# EXERCISE DIRECTIONS
How many lines below hold the string "item"? Report that number alone.

# PROVIDED DATA
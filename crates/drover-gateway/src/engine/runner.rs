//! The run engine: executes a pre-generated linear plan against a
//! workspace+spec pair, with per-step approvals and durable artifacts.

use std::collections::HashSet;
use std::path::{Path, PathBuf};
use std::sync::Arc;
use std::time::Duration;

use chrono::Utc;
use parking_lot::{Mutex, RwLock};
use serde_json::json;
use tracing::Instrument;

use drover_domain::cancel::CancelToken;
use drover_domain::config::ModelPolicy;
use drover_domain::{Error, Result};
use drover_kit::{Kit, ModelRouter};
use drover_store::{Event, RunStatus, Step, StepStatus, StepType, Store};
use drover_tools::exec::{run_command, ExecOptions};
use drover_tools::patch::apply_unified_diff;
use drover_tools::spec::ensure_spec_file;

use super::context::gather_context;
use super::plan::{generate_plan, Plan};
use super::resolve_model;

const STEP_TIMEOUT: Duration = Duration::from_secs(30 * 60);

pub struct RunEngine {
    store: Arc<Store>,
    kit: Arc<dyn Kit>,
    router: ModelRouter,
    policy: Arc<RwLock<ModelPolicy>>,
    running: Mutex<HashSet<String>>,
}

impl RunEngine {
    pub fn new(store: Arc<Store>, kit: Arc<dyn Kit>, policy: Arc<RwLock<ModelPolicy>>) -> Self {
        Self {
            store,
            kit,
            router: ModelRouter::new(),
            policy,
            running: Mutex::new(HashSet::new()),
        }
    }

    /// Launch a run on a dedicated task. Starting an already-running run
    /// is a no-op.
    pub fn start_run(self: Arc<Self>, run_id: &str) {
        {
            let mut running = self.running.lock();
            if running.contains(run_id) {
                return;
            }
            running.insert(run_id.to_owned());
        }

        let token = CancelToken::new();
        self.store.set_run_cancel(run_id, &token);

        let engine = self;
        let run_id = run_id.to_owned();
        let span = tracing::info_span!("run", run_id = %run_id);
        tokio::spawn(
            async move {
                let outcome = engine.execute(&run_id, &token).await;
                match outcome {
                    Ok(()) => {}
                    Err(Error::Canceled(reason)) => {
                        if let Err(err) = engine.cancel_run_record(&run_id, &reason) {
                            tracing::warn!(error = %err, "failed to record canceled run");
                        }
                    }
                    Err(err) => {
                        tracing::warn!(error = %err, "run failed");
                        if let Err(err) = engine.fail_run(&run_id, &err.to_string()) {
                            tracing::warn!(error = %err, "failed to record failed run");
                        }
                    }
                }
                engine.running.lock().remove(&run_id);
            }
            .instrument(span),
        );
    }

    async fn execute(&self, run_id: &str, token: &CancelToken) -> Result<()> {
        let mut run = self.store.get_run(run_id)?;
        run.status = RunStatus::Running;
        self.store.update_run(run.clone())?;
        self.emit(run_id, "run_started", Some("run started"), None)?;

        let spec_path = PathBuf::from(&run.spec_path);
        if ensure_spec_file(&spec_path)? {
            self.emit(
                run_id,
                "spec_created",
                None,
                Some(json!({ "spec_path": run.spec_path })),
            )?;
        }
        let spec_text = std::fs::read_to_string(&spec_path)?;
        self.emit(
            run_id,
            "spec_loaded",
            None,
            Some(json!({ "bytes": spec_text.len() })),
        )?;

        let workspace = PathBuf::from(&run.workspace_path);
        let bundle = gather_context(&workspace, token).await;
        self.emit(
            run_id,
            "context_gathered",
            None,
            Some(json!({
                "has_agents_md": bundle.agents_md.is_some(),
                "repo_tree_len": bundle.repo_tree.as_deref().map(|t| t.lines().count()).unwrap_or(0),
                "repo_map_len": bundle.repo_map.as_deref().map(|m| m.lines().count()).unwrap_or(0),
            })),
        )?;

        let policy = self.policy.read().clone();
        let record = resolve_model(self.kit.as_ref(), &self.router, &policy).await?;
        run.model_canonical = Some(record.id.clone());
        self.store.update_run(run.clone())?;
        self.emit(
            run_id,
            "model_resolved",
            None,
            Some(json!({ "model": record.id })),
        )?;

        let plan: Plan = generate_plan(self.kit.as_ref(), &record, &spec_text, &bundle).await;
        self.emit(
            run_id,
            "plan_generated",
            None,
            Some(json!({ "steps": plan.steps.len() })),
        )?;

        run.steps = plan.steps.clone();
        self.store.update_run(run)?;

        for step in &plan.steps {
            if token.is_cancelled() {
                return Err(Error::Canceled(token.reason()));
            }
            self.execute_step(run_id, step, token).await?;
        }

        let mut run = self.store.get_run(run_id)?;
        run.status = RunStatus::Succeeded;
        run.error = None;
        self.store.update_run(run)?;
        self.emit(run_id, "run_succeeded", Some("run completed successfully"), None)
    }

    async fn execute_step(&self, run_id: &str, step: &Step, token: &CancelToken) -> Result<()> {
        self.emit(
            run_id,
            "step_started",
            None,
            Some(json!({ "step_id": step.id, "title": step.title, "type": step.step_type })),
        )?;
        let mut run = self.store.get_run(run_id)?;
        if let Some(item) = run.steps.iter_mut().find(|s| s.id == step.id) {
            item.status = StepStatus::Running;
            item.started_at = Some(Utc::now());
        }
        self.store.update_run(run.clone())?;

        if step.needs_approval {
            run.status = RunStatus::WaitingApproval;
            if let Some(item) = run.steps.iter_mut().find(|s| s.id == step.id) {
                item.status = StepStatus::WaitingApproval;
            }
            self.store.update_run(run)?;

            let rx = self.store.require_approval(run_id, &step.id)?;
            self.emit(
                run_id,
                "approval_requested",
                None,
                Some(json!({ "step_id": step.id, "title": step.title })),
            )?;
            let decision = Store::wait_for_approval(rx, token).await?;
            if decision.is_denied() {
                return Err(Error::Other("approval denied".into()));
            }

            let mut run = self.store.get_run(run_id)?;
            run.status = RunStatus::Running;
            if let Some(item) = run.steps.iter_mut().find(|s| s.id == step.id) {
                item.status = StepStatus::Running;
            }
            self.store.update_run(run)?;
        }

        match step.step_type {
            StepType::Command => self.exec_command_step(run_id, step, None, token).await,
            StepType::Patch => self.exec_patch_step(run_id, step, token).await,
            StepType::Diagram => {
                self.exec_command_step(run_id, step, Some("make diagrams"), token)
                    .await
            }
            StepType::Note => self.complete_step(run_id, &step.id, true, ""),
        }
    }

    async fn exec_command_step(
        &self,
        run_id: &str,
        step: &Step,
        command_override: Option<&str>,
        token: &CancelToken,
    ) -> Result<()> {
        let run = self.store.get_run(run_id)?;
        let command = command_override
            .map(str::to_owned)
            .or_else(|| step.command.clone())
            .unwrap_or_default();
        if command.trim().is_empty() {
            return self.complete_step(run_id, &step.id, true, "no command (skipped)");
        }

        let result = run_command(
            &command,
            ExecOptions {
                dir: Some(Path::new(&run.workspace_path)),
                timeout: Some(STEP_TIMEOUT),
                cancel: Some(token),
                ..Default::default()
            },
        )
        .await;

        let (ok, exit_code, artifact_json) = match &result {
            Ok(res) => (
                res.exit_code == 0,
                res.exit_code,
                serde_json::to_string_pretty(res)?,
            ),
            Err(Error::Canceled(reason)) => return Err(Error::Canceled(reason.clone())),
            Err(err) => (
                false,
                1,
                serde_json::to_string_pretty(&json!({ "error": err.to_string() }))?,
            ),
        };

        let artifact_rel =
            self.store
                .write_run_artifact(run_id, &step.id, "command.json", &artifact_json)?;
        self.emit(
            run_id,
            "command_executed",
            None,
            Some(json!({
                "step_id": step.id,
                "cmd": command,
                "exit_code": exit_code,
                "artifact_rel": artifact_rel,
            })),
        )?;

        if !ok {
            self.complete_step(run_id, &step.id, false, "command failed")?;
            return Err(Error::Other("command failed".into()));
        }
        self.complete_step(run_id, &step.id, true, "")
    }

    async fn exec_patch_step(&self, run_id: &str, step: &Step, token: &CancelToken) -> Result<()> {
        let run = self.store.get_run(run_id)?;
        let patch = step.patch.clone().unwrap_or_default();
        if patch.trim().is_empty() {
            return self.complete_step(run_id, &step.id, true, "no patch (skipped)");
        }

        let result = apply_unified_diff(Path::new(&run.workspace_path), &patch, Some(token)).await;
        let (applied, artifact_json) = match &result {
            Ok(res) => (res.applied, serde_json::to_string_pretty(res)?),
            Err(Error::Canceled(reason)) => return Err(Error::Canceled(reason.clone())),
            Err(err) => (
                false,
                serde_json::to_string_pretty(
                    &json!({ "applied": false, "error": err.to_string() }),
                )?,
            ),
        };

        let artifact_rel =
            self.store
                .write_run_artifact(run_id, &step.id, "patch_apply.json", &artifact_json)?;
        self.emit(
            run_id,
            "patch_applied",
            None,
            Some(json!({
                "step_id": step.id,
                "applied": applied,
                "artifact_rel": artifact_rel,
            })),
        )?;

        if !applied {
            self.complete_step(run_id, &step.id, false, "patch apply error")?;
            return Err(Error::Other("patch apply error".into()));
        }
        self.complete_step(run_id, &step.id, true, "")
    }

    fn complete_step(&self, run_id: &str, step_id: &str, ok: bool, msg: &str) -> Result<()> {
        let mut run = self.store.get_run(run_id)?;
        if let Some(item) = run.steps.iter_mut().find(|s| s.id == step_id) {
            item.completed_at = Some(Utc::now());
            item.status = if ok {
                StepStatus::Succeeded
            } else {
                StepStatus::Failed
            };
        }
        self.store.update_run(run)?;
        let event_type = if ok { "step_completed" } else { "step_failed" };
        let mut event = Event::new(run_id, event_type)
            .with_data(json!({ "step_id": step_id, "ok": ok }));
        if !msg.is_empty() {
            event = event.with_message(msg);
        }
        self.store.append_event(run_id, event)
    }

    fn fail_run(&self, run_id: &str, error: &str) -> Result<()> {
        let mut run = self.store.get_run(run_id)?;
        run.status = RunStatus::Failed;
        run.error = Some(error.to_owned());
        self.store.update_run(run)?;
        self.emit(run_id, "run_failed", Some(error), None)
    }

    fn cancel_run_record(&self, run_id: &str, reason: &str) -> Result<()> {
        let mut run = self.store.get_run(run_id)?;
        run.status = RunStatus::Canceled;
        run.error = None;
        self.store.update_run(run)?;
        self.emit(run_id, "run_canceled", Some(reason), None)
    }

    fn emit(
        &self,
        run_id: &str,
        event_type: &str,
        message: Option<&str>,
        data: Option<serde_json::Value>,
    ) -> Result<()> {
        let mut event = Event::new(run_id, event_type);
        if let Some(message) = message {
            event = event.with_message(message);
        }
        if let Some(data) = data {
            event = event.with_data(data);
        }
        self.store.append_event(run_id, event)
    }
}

# FINAL ANSWER
10